**Problem to solve:**
Gather each line containing the string "DlArgs" from these entries.

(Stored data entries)
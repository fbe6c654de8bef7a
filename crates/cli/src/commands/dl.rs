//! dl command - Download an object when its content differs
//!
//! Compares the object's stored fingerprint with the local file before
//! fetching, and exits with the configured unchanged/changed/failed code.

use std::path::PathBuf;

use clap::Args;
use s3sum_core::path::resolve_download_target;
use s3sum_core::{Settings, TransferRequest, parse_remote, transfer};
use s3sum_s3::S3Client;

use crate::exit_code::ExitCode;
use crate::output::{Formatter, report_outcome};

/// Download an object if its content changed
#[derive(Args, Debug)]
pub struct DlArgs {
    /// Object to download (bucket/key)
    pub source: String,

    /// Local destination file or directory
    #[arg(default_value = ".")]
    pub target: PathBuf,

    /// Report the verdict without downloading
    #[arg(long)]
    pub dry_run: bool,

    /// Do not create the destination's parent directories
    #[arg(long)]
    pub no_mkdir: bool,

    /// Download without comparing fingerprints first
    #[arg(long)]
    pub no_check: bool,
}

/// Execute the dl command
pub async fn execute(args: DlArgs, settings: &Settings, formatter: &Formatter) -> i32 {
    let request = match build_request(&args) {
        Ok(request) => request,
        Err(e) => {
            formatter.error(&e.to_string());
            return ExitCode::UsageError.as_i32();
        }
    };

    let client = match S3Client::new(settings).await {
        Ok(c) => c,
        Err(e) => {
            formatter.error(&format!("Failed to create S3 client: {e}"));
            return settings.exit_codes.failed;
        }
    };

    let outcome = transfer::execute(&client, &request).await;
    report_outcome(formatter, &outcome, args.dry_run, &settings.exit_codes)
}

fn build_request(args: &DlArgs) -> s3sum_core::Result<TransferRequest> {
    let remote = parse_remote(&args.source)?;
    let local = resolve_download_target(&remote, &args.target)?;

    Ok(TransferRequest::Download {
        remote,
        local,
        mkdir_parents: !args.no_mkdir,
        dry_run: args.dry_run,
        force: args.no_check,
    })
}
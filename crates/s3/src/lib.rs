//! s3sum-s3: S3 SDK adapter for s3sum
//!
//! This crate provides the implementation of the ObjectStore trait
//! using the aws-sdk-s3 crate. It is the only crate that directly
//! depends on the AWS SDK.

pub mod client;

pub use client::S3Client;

**Solution for this task:**
pub struct DlArgs {
pub async fn execute(args: DlArgs, settings: &Settings, formatter: &Formatter) -> i32 {
fn build_request(args: &DlArgs) -> s3sum_core::Result<TransferRequest> {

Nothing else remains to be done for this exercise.